▶ _Collected data_
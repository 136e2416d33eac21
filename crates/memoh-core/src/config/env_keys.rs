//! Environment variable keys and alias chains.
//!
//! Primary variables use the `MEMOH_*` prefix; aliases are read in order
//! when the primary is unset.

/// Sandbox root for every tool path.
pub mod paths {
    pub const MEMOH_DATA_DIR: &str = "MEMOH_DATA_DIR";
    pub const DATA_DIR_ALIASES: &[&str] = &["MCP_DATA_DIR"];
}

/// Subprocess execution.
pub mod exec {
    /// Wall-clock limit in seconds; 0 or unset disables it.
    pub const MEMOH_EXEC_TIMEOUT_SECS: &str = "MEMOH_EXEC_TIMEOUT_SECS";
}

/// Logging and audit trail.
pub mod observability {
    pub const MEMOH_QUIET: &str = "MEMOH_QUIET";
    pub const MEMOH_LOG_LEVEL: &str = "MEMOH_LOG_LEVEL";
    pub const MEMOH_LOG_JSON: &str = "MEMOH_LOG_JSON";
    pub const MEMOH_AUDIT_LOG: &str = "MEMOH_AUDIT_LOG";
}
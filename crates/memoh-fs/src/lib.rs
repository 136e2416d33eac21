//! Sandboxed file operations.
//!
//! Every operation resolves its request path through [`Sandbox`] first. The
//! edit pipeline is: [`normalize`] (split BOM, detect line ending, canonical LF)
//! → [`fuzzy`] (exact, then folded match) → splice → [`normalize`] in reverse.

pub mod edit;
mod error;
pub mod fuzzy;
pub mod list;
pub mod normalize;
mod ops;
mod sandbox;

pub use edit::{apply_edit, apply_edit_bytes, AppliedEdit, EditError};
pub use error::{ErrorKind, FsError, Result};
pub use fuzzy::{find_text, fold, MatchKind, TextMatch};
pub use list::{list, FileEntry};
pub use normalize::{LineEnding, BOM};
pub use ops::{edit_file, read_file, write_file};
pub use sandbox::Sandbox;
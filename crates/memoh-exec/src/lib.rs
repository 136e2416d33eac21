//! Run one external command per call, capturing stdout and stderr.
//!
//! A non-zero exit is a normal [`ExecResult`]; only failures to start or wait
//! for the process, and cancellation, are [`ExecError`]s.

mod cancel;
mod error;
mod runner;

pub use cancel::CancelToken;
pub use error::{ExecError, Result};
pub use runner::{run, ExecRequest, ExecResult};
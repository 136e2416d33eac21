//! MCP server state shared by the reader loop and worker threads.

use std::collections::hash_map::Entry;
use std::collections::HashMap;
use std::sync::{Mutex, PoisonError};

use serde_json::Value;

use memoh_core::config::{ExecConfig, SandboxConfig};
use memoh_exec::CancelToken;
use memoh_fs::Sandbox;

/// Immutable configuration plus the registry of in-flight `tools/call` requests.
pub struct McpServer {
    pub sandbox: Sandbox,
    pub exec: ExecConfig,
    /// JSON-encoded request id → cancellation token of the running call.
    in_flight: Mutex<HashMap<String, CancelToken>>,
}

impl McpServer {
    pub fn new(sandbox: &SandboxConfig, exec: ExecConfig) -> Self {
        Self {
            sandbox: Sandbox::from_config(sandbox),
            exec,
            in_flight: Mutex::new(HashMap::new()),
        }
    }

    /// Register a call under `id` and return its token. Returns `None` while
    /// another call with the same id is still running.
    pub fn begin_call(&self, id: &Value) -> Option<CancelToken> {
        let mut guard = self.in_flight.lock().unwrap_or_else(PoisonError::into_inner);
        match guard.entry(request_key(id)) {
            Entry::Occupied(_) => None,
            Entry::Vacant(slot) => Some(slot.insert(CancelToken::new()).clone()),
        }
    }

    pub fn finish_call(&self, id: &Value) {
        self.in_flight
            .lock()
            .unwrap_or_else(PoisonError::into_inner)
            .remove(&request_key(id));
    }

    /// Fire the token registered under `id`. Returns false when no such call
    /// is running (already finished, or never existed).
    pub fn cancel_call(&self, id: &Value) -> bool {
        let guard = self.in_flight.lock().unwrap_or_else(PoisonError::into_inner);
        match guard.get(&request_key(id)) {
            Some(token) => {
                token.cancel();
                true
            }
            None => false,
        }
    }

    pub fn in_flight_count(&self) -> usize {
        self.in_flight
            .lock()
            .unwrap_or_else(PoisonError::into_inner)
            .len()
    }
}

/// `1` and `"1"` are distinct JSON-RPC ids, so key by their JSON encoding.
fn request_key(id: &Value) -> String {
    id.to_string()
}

▶ _DIRECTIONS FOR THIS TASK_
Copy every line above in which the string "Some" shows up.

▶ _COMPLETED EXERCISE_
            Entry::Vacant(slot) => Some(slot.insert(CancelToken::new()).clone()),
            Some(token) => {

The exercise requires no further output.